Dale had a resonant baritone that over the years had more than once forestalled discovery of his shiftless nature. No one hearing that deep timbre say, “We’ve got a day’s work ahead of us!” would ever suspect that Dale had no intention of doing much of it. My mother was taken with his voice too and made him sing in the choir at her crazy church. She had him all dressed up and booming out of the loft before Wiley demanded he give it up. It broke Dale’s heart to be back on the manure spreader Sunday mornings. Strangely enough, his deep voice and sauntering gait encouraged Wiley to believe that Dale’s problem was that people undervalued him; so Wiley stole him away from a neighboring rancher named Grey Gaitskill. Many’s the time I saw Gaitskill beat the dust out of the back of Wiley coat, shouting, “He’s yours, Wiley! Not ’til death do you part!”
“I’ll just go in and see her,” I said to Dale.
“I’ll go in with you.”
I declined his offer mildly enough, but Dale appeared to have received a gallon of ice water in the face. I just couldn’t take the time to explain why I thought it best to quietly enter without introduction or surprise and assess Gladys’s state without introductory remarks by Dale. So I left him where he stood, seemingly staggered by rejection. His arms hung at his sides, and in his face indignation and grievance were at war. Out of the sun his unfortunate eyes were visible.
I knew my way around the house well enough that, having left my pathologist’s hat behind, so to speak, I was able to stride straight to the bedroom — there was only one — and open the door slightly but enough to look in: a dresser, a bed, a photograph of Wiley at the Big Timber rodeo — I recognized the grandstand — and making a small mound under her comforter, Gladys, at the extent of her life span as one of earth’s longest-living mammals. She seemed asleep — a tremendously different appearance than the airless gray look of the dead — and a pitcher of water on the stand at her bedside still had a few ice cubes floating. Good on Dale. I entered and sat at the foot of the bed.

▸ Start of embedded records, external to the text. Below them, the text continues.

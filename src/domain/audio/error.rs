use crate::error::AppError;
use crate::infrastructure::repositories::SpeechError;
use std::time::Duration;

#[derive(Debug, Clone, PartialEq, Eq, thiserror::Error)]
pub enum AudioError {
    #[error("speech service unavailable: {0}")]
    Network(String),
    #[error("speech service rate limited: {message}")]
    RateLimited {
        message: String,
        retry_after: Option<Duration>,
    },
    #[error("synthesis rejected: {0}")]
    SynthesisRejected(String),
    #[error("playback failed: {0}")]
    Playback(String),
}

impl AudioError {
    /// Stable machine-readable name, used in API payloads
    pub fn kind(&self) -> &'static str {
        match self {
            AudioError::Network(_) => "network_error",
            AudioError::RateLimited { .. } => "rate_limited",
            AudioError::SynthesisRejected(_) => "synthesis_rejected",
            AudioError::Playback(_) => "playback_failed",
        }
    }

    /// Permanent failures are never retried automatically
    pub fn is_permanent(&self) -> bool {
        matches!(self, AudioError::SynthesisRejected(_))
    }
}

impl From<SpeechError> for AudioError {
    fn from(err: SpeechError) -> Self {
        match err {
            SpeechError::Transient(msg) => AudioError::Network(msg),
            SpeechError::RateLimited {
                message,
                retry_after,
            } => AudioError::RateLimited {
                message,
                retry_after,
            },
            SpeechError::Rejected(msg) => AudioError::SynthesisRejected(msg),
        }
    }
}

impl From<AudioError> for AppError {
    fn from(err: AudioError) -> Self {
        match err {
            AudioError::Network(msg) => AppError::ExternalService(msg),
            AudioError::RateLimited { message, .. } => AppError::RateLimitExceeded(message),
            AudioError::SynthesisRejected(msg) => AppError::Unprocessable(msg),
            AudioError::Playback(msg) => AppError::Internal(msg),
        }
    }
}
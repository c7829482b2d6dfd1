pub mod gemini_speech_repository;
pub mod lesson_repository;
pub mod mistake_repository;
pub mod openai_speech_repository;
pub mod speech_repository;

pub use gemini_speech_repository::GeminiSpeechRepository;
pub use lesson_repository::HardcodedLessonRepository;
pub use mistake_repository::JsonFileMistakeRepository;
pub use openai_speech_repository::{client_without_retry, OpenAiSpeechRepository};
pub use speech_repository::{SpeechError, SpeechRepository};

Gladys opened her eyes and said, “It’s the end of me.”
“I don’t know if it is or it isn’t,” I said, “but you’ve lived a long time.”
It was a while before she answered. She said, “I suppose.” I think she must have drifted off. She seemed peaceful and even comfortable. This was looking like a fairly jolly segué considering the options of which as a physician I was aware, especially the brutal fights to live I had seen waged by accident and shooting victims during my ER days. Mortality and the sense of unfairness were poor bed companions.
Gladys dying made a modest bump. Nothing there to claim admiration for the thousands of miles she’d ridden through her herds, the horses, dogs, and husband she’d outlived, the thousand pies baked, the cattle cars she’d helped crowd, and the hours she’d listened to the radio wondering about the world. The Stetson hats it took a decade to rot out, the britches that went first in the seat, the war-surplus sunglasses she wore, the Ford tractor that after a quarter century could take no more of her abuse and died. The little flower bed in her front yard never got better; in fact, after Wiley died, it got worse.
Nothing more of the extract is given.